Olympic hindsight
Tuesday, March 9th, 2010Something as grandiose as the Olympics, on both a commercial and a human scale, is difficult to grasp – especially when it sweeps through your very own city in a blur of electricity and noise. Living in Vancouver, BC during these recently past 2010 Winter Olympic games, there is a lot I observed about this event that I found unsettling and also, much I enjoyed. But underneath its unfathomable, colossal proportions – at the core of athletic competition – there remains something inspiring for all: human emotions, naked as the day they were first felt.
“Exquisite victory, agonizing defeat, disappointment, regret, grief, shame, sorrow and love, everything a human being can feel, is right there in front of you on your television set. Who cannot respond? It is irresistible”. Globe & Mail; March 2010; Blatchford, C.

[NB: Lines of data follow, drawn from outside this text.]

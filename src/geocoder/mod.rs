//! Semantic MediaWiki geocoder
//!
//! Resolves a place name to coordinates by reading the RDF export of its
//! wiki article. Resolution order for one page:
//!
//! 1. Fetch the article and find its RDF alternate link
//! 2. Fetch and parse the RDF export, pick the Thing the page is about
//! 3. Try the configured attributes in order until one parses as a
//!    complete coordinate
//! 4. Otherwise follow the configured relations in order, resolving each
//!    target page the same way, until one yields a label and coordinates
//!
//! Every URL is attempted at most once per top-level call, so relation
//! cycles terminate.
//!
//! # Example
//!
//! ```no_run
//! use smwgeo::geocoder::SemanticWikiResolver;
//!
//! #[tokio::main]
//! async fn main() -> anyhow::Result<()> {
//!     let resolver = SemanticWikiResolver::builder("https://wiki.example.org/wiki/%s")
//!         .attributes(["Coordinates"])
//!         .relations(["Located in"])
//!         .build()?;
//!
//!     let location = resolver.geocode("Brandenburg Gate").await?;
//!     println!("{:?} {:?}", location.label, location.point);
//!     Ok(())
//! }
//! ```

pub mod label;

pub use label::{LabelResolver, ThingLabel};

use futures::future::BoxFuture;
use std::sync::Arc;

use crate::config::{Config, FetcherConfig};
use crate::error::Result;
use crate::fetcher::{HttpFetcher, PageFetcher};
use crate::models::{Location, Point, VisitedSet};
use crate::parser::html::{find_rdf_link, RDF_MIME_TYPE};
use crate::parser::{attributes, parse_geo, parse_rdf, relations, Thing};
use crate::utils::error::ConfigError;
use crate::utils::{fill_format_url, resolve_link, transform_string, validate_format_url};

/// Name normalization applied to queries, attributes and relations
pub type TransformFn = Arc<dyn Fn(&str) -> String + Send + Sync>;

/// Geocoder backed by a Semantic MediaWiki site
pub struct SemanticWikiResolver {
    format_url: String,
    attributes: Vec<String>,
    relations: Vec<String>,
    prefer_semantic: bool,
    rdf_mime_type: String,
    max_depth: Option<usize>,
    transform: TransformFn,
    label_resolver: Arc<dyn LabelResolver>,
    fetcher: Arc<dyn PageFetcher>,
}

/// Builder for [`SemanticWikiResolver`]
pub struct ResolverBuilder {
    format_url: String,
    attributes: Vec<String>,
    relations: Vec<String>,
    prefer_semantic: bool,
    rdf_mime_type: String,
    max_depth: Option<usize>,
    transform: Option<TransformFn>,
    label_resolver: Option<Arc<dyn LabelResolver>>,
    fetcher: Option<Arc<dyn PageFetcher>>,
    fetcher_config: FetcherConfig,
}

impl ResolverBuilder {
    fn new(format_url: impl Into<String>) -> Self {
        Self {
            format_url: format_url.into(),
            attributes: Vec::new(),
            relations: Vec::new(),
            prefer_semantic: false,
            rdf_mime_type: RDF_MIME_TYPE.to_string(),
            max_depth: None,
            transform: None,
            label_resolver: None,
            fetcher: None,
            fetcher_config: FetcherConfig::default(),
        }
    }

    /// Attribute names to search, in priority order
    pub fn attributes<I, S>(mut self, names: I) -> Self
    where
        I: IntoIterator<Item = S>,
        S: Into<String>,
    {
        self.attributes = names.into_iter().map(Into::into).collect();
        self
    }

    /// Relation names to follow, in priority order
    pub fn relations<I, S>(mut self, names: I) -> Self
    where
        I: IntoIterator<Item = S>,
        S: Into<String>,
    {
        self.relations = names.into_iter().map(Into::into).collect();
        self
    }

    /// Reserved flag; stored but not consulted during resolution
    pub fn prefer_semantic(mut self, prefer: bool) -> Self {
        self.prefer_semantic = prefer;
        self
    }

    /// MIME type of the RDF alternate link
    pub fn rdf_mime_type(mut self, mime_type: impl Into<String>) -> Self {
        self.rdf_mime_type = mime_type.into();
        self
    }

    /// Stop following relations below this depth (start page is depth 0)
    pub fn max_depth(mut self, depth: Option<usize>) -> Self {
        self.max_depth = depth;
        self
    }

    /// Replace the MediaWiki name normalization
    pub fn transform<F>(mut self, transform: F) -> Self
    where
        F: Fn(&str) -> String + Send + Sync + 'static,
    {
        self.transform = Some(Arc::new(transform));
        self
    }

    /// Replace the label strategy
    pub fn label_resolver<L>(mut self, resolver: L) -> Self
    where
        L: LabelResolver + 'static,
    {
        self.label_resolver = Some(Arc::new(resolver));
        self
    }

    /// Use a specific page fetcher instead of the HTTP default
    pub fn fetcher<F>(mut self, fetcher: F) -> Self
    where
        F: PageFetcher + 'static,
    {
        self.fetcher = Some(Arc::new(fetcher));
        self
    }

    /// Settings for the default HTTP fetcher
    pub fn fetcher_config(mut self, config: FetcherConfig) -> Self {
        self.fetcher_config = config;
        self
    }

    /// Build the resolver
    ///
    /// # Errors
    ///
    /// Returns `ConfigError::InvalidFormatUrl` unless the template holds
    /// exactly one `%s`, and `ConfigError::Client` if the default HTTP
    /// fetcher cannot be created.
    pub fn build(self) -> std::result::Result<SemanticWikiResolver, ConfigError> {
        validate_format_url(&self.format_url)?;

        let fetcher: Arc<dyn PageFetcher> = match self.fetcher {
            Some(fetcher) => fetcher,
            None => Arc::new(HttpFetcher::new(&self.fetcher_config)?),
        };
        let transform: TransformFn = match self.transform {
            Some(transform) => transform,
            None => Arc::new(transform_string),
        };
        let label_resolver: Arc<dyn LabelResolver> = match self.label_resolver {
            Some(resolver) => resolver,
            None => Arc::new(ThingLabel),
        };

        Ok(SemanticWikiResolver {
            format_url: self.format_url,
            attributes: self.attributes,
            relations: self.relations,
            prefer_semantic: self.prefer_semantic,
            rdf_mime_type: self.rdf_mime_type,
            max_depth: self.max_depth,
            transform,
            label_resolver,
            fetcher,
        })
    }
}

impl SemanticWikiResolver {
    /// Start building a resolver for a page URL template
    pub fn builder(format_url: impl Into<String>) -> ResolverBuilder {
        ResolverBuilder::new(format_url)
    }

    /// Build a resolver from loaded configuration
    ///
    /// # Errors
    ///
    /// See [`ResolverBuilder::build`].
    pub fn from_config(config: &Config) -> std::result::Result<Self, ConfigError> {
        let resolver = &config.resolver;
        Self::builder(resolver.format_url.clone())
            .attributes(resolver.attributes.iter().cloned())
            .relations(resolver.relations.iter().cloned())
            .prefer_semantic(resolver.prefer_semantic)
            .rdf_mime_type(resolver.rdf_mime_type.clone())
            .max_depth(resolver.max_depth)
            .fetcher_config(config.fetcher.clone())
            .build()
    }

    pub fn prefer_semantic(&self) -> bool {
        self.prefer_semantic
    }

    pub fn max_depth(&self) -> Option<usize> {
        self.max_depth
    }

    /// Normalize a name with the configured transform
    pub fn transform_string(&self, name: &str) -> String {
        (self.transform)(name)
    }

    /// Article URL for a free-text query
    pub fn get_url(&self, query: &str) -> String {
        fill_format_url(&self.format_url, &self.transform_string(query))
    }

    /// Label of a Thing according to the configured strategy
    pub fn get_label(&self, thing: &Thing) -> Option<String> {
        self.label_resolver.label(thing)
    }

    /// `(name, value)` pairs for `names`, or the configured attributes
    pub fn get_attributes<'a>(
        &'a self,
        thing: &'a Thing,
        names: Option<&'a [String]>,
    ) -> impl Iterator<Item = (String, String)> + 'a {
        attributes(
            thing,
            names.unwrap_or(self.attributes.as_slice()),
            &*self.transform,
        )
    }

    /// `(name, resource)` pairs for `names`, or the configured relations
    pub fn get_relations<'a>(
        &'a self,
        thing: &'a Thing,
        names: Option<&'a [String]>,
    ) -> impl Iterator<Item = (String, String)> + 'a {
        relations(
            thing,
            names.unwrap_or(self.relations.as_slice()),
            &*self.transform,
        )
    }

    /// Resolve a free-text place name
    ///
    /// # Errors
    ///
    /// Fetch and parse failures anywhere in the traversal are returned as
    /// is. A place that cannot be located is not an error: the result
    /// then has `point: None`.
    pub async fn geocode(&self, query: &str) -> Result<Location> {
        let url = self.get_url(query);
        tracing::info!(query = %query, url = %url, "Geocoding");
        self.geocode_url(&url).await
    }

    /// Resolve starting from an article URL with a fresh visited set
    ///
    /// # Errors
    ///
    /// See [`SemanticWikiResolver::geocode`].
    pub async fn geocode_url(&self, url: &str) -> Result<Location> {
        let mut visited = VisitedSet::new();
        self.geocode_url_with(url, &mut visited).await
    }

    /// Resolve starting from an article URL, sharing `visited`
    ///
    /// `url` is recorded in `visited` before the traversal starts.
    ///
    /// # Errors
    ///
    /// See [`SemanticWikiResolver::geocode`].
    pub async fn geocode_url_with(&self, url: &str, visited: &mut VisitedSet) -> Result<Location> {
        visited.insert(url);
        let location = self.resolve(url, visited, 0).await?;

        match &location.point {
            Some(point) => tracing::info!(
                url = %url,
                label = ?location.label,
                point = %point,
                visited = visited.len(),
                "Resolved coordinates"
            ),
            None => tracing::info!(
                url = %url,
                label = ?location.label,
                visited = visited.len(),
                "No coordinates found"
            ),
        }

        Ok(location)
    }

    fn first_point(&self, thing: &Thing) -> Option<Point> {
        self.get_attributes(thing, None).find_map(|(name, value)| {
            let (latitude, longitude) = parse_geo(&value);
            let point = Point::from_parts(latitude, longitude);
            if point.is_none() {
                tracing::debug!(attribute = %name, value = %value, "Not a coordinate");
            }
            point
        })
    }

    fn resolve<'a>(
        &'a self,
        url: &'a str,
        visited: &'a mut VisitedSet,
        depth: usize,
    ) -> BoxFuture<'a, Result<Location>> {
        Box::pin(async move {
            tracing::debug!(url = %url, depth, "Resolving page");
            let page = self.fetcher.fetch(url).await?;

            let Some(href) = find_rdf_link(&page, &self.rdf_mime_type)? else {
                tracing::warn!(url = %url, "Page has no RDF export link");
                return Ok(Location::empty());
            };

            let rdf_url = resolve_link(url, &href)?;
            let data = self.fetcher.fetch(&rdf_url).await?;
            let graph = parse_rdf(&data)?;

            let Some(thing) = graph.current_thing(url) else {
                tracing::warn!(url = %url, rdf_url = %rdf_url, "RDF export describes no entity");
                return Ok(Location::empty());
            };

            let label = self.get_label(thing);

            if let Some(point) = self.first_point(thing) {
                return Ok(Location::new(label, Some(point)));
            }

            // Last computed result; replaced by every related attempt
            let mut location = Location::new(label, None);

            if self.max_depth.is_some_and(|max| depth >= max) {
                tracing::debug!(url = %url, depth, "Relation depth limit reached");
                return Ok(location);
            }

            for (relation, resource) in self.get_relations(thing, None) {
                let target = graph.canonical_url(&resource).to_string();

                if !visited.insert(&target) {
                    tracing::debug!(relation = %relation, target = %target, "Already attempted");
                    continue;
                }

                tracing::debug!(relation = %relation, target = %target, "Following relation");
                let related = self.resolve(&target, &mut *visited, depth + 1).await?;
                if related.is_complete() {
                    return Ok(related);
                }
                location = related;
            }

            Ok(location)
        })
    }
}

The personalities of the broadcasting networks for the Olympics lay the groundwork for the general public to connect to these athletes through their stories. And it is through these stories that we are able to associate and root for the once “stranger” in a sport that may be completely foreign to us or may have never interested us in the slightest before. We connect to the inspiring journey of the human spirit in a focused, pin point viewing enveloped in the intensity of competitive sport and the celebration of one of the largest events in the world that only comes around once every four years. The journey of sacrifice, joy, sorrow and love is on in full display and it is compelling.
I am truly thankful that I was in Vancouver during this momentous occasion. There were many struggles in putting on these games, from the poor weather conditions at Cypress, to the death of luger Nodar Kumaritashvili, to the emotional and physical struggles of the athletes themselves, but despite all of this, one thing remains brilliantly obvious and I think John Furlong, Chief Executive Officer for the Vancouver Organizing Committee of the 2010 Olympic and Paralympic Winter Games, distilled it best: “No force can sustain itself against the full thrust of a determined human heart”.